DIRECTIONS:
A single number is the expected answer: the count of lines in the listing that hold the word "Instant".

SUPPLIED RECORDS:
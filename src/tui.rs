use std::time::{Duration, Instant};

use crossterm::event::{self, Event, KeyCode, KeyEventKind};
use ratatui::Frame;
use ratatui::layout::{Constraint, Layout};
use ratatui::style::{Color, Modifier, Style};
use ratatui::text::{Line, Span};
use ratatui::widgets::{Block, Borders, List, ListItem as TuiListItem, ListState, Paragraph, Wrap};
use rusqlite::Connection;
use uuid::Uuid;

use crate::config::AppPaths;
use crate::errors::LystError;
use crate::metadata::{self, MicrolinkClient};
use crate::storage::ListStore;
use crate::storage::models::{ItemEdit, ItemPatch, ListItem, ListType, NewItem, PendingItem};
use crate::storage::sqlite::SqliteStore;
use crate::sync::ListClient;

#[derive(PartialEq)]
enum Mode {
    Normal,
    /// Typing a URL for a new item.
    AddUrl,
    /// A metadata draft is up; typing adjusts its title, Enter saves.
    EditDraft,
    /// Inline title edit of the selected item.
    EditTitle,
    Tag,
    RemoveTag,
}

struct App {
    client: ListClient<SqliteStore>,
    source: MicrolinkClient,
    list_type: ListType,
    show_archived: bool,
    items: Vec<ListItem>,
    list_state: ListState,
    mode: Mode,
    input: String,
    pending: Option<PendingItem>,
    status: String,
    status_time: Option<Instant>,
    should_quit: bool,
}

impl App {
    fn new(client: ListClient<SqliteStore>, list_type: ListType) -> Self {
        let mut list_state = ListState::default();
        list_state.select(Some(0));
        Self {
            client,
            source: MicrolinkClient::new(),
            list_type,
            show_archived: false,
            items: Vec::new(),
            list_state,
            mode: Mode::Normal,
            input: String::new(),
            pending: None,
            status: String::new(),
            status_time: None,
            should_quit: false,
        }
    }

    fn set_status(&mut self, msg: String) {
        self.status = msg;
        self.status_time = Some(Instant::now());
    }

    fn selected_item(&self) -> Option<&ListItem> {
        self.list_state.selected().and_then(|i| self.items.get(i))
    }

    fn selected_id(&self) -> Option<Uuid> {
        self.selected_item().map(|i| i.id)
    }

    fn select_next(&mut self) {
        if self.items.is_empty() {
            return;
        }
        let i = match self.list_state.selected() {
            Some(i) => (i + 1).min(self.items.len() - 1),
            None => 0,
        };
        self.list_state.select(Some(i));
    }

    fn select_prev(&mut self) {
        if self.items.is_empty() {
            return;
        }
        let i = match self.list_state.selected() {
            Some(i) => i.saturating_sub(1),
            None => 0,
        };
        self.list_state.select(Some(i));
    }

    fn select_first(&mut self) {
        if !self.items.is_empty() {
            self.list_state.select(Some(0));
        }
    }

    fn select_last(&mut self) {
        if !self.items.is_empty() {
            self.list_state.select(Some(self.items.len() - 1));
        }
    }

    /// Re-read the current view from the client (cache hit unless
    /// something invalidated it) and clamp the selection.
    fn reload(&mut self) {
        match self.client.items(self.list_type, self.show_archived) {
            Ok(items) => self.items = items,
            Err(e) => self.set_status(format!("Error: {e}")),
        }

        if self.items.is_empty() {
            self.list_state.select(None);
        } else if let Some(i) = self.list_state.selected() {
            if i >= self.items.len() {
                self.list_state.select(Some(self.items.len() - 1));
            }
        } else {
            self.list_state.select(Some(0));
        }
    }

    fn refetch(&mut self) {
        self.client.refresh(self.list_type);
        self.reload();
    }

    fn toggle_archived_view(&mut self) {
        self.show_archived = !self.show_archived;
        self.pending = None;
        self.reload();
    }

    fn cycle_type(&mut self, forward: bool) {
        let all = ListType::ALL;
        let idx = all.iter().position(|t| *t == self.list_type).unwrap_or(0);
        let next = if forward {
            (idx + 1) % all.len()
        } else {
            (idx + all.len() - 1) % all.len()
        };
        self.list_type = all[next];
        self.pending = None;
        self.reload();
    }

    fn toggle_selected(&mut self) {
        if self.show_archived {
            return;
        }
        let Some(id) = self.selected_id() else {
            return;
        };
        match self.client.toggle_item(id) {
            Ok(completed) => {
                let verb = if completed { "Completed" } else { "Reopened" };
                self.set_status(format!("{verb} item"));
                self.reload();
            }
            Err(e) => self.set_status(format!("Toggle failed: {e}")),
        }
    }

    fn archive_completed(&mut self) {
        if self.show_archived {
            return;
        }
        // Pre-filter on the effective state so the user gets a message
        // instead of a zero-row write.
        let any_completed = self
            .items
            .iter()
            .any(|i| self.client.effective_completed(i));
        if !any_completed {
            self.set_status("No items to archive. Complete some items first".to_string());
            return;
        }
        match self.client.archive_completed(self.list_type) {
            Ok(n) => {
                self.set_status(format!("Archived {n} item(s)"));
                self.reload();
            }
            Err(e) => self.set_status(format!("Archive error: {e}")),
        }
    }

    fn fetch_draft(&mut self) {
        let url = self.input.trim().to_string();
        self.input.clear();
        if url.is_empty() {
            self.mode = Mode::Normal;
            return;
        }
        match metadata::draft_from_url(&url, &self.source) {
            Ok(draft) => {
                self.input = draft.title.clone();
                self.pending = Some(draft);
                self.mode = Mode::EditDraft;
            }
            Err(LystError::InvalidInput(msg)) => {
                self.mode = Mode::Normal;
                self.set_status(msg);
            }
            Err(e) => {
                self.mode = Mode::Normal;
                self.set_status(format!("Metadata error: {e}"));
            }
        }
    }

    fn save_draft(&mut self) {
        let Some(mut draft) = self.pending.take() else {
            return;
        };
        let title = self.input.trim();
        if !title.is_empty() {
            draft.title = title.to_string();
        }
        self.input.clear();
        match self.client.add_item(NewItem::from_draft(self.list_type, draft)) {
            Ok(item) => {
                self.set_status(format!("Added \"{}\"", item.title));
                self.reload();
            }
            Err(e) => self.set_status(format!("Add error: {e}")),
        }
    }

    fn start_edit_title(&mut self) {
        if self.show_archived {
            return;
        }
        let Some(item) = self.selected_item() else {
            return;
        };
        self.input = item.title.clone();
        self.mode = Mode::EditTitle;
    }

    fn save_title(&mut self) {
        let title = self.input.trim().to_string();
        self.input.clear();
        if title.is_empty() {
            self.set_status("Empty title".to_string());
            return;
        }
        let Some(item) = self.selected_item().cloned() else {
            return;
        };
        let mut edit = ItemEdit::from_item(&item);
        edit.title = title;
        let patch = ItemPatch::diff(&item, &edit);
        if patch.is_empty() {
            self.set_status("No changes".to_string());
            return;
        }
        match self.client.update_item(patch) {
            Ok(updated) => {
                self.set_status(format!("Updated \"{}\"", updated.title));
                self.reload();
            }
            Err(e) => self.set_status(format!("Update error: {e}")),
        }
    }

    /// Tag edits go through the update mutation's full-replacement
    /// contract: build the new tag set, diff, send.
    fn add_tag(&mut self) {
        let tag = self.input.trim().to_string();
        self.input.clear();
        if tag.is_empty() {
            self.set_status("Empty tag".to_string());
            return;
        }
        let Some(item) = self.selected_item().cloned() else {
            return;
        };
        if item.tags.contains(&tag) {
            self.set_status(format!("Already tagged \"{tag}\""));
            return;
        }
        let known = match self.client.store().list_tags(self.list_type) {
            Ok(tags) => tags.iter().any(|t| t.name == tag),
            Err(_) => false,
        };
        if !known {
            if let Err(e) = self.client.store().create_tag(self.list_type, &tag, "#8E9196") {
                self.set_status(format!("Tag error: {e}"));
                return;
            }
        }
        let mut edit = ItemEdit::from_item(&item);
        edit.tags.push(tag.clone());
        match self.client.update_item(ItemPatch::diff(&item, &edit)) {
            Ok(_) => {
                self.set_status(format!("Tagged \"{tag}\""));
                self.reload();
            }
            Err(e) => self.set_status(format!("Tag error: {e}")),
        }
    }

    fn remove_tag(&mut self) {
        let tag = self.input.trim().to_string();
        self.input.clear();
        if tag.is_empty() {
            self.set_status("Empty tag".to_string());
            return;
        }
        let Some(item) = self.selected_item().cloned() else {
            return;
        };
        if !item.tags.contains(&tag) {
            self.set_status(format!("Not tagged \"{tag}\""));
            return;
        }
        let mut edit = ItemEdit::from_item(&item);
        edit.tags.retain(|t| *t != tag);
        match self.client.update_item(ItemPatch::diff(&item, &edit)) {
            Ok(_) => {
                self.set_status(format!("Removed tag \"{tag}\""));
                self.reload();
            }
            Err(e) => self.set_status(format!("Remove tag error: {e}")),
        }
    }
}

FINAL ANSWER:
3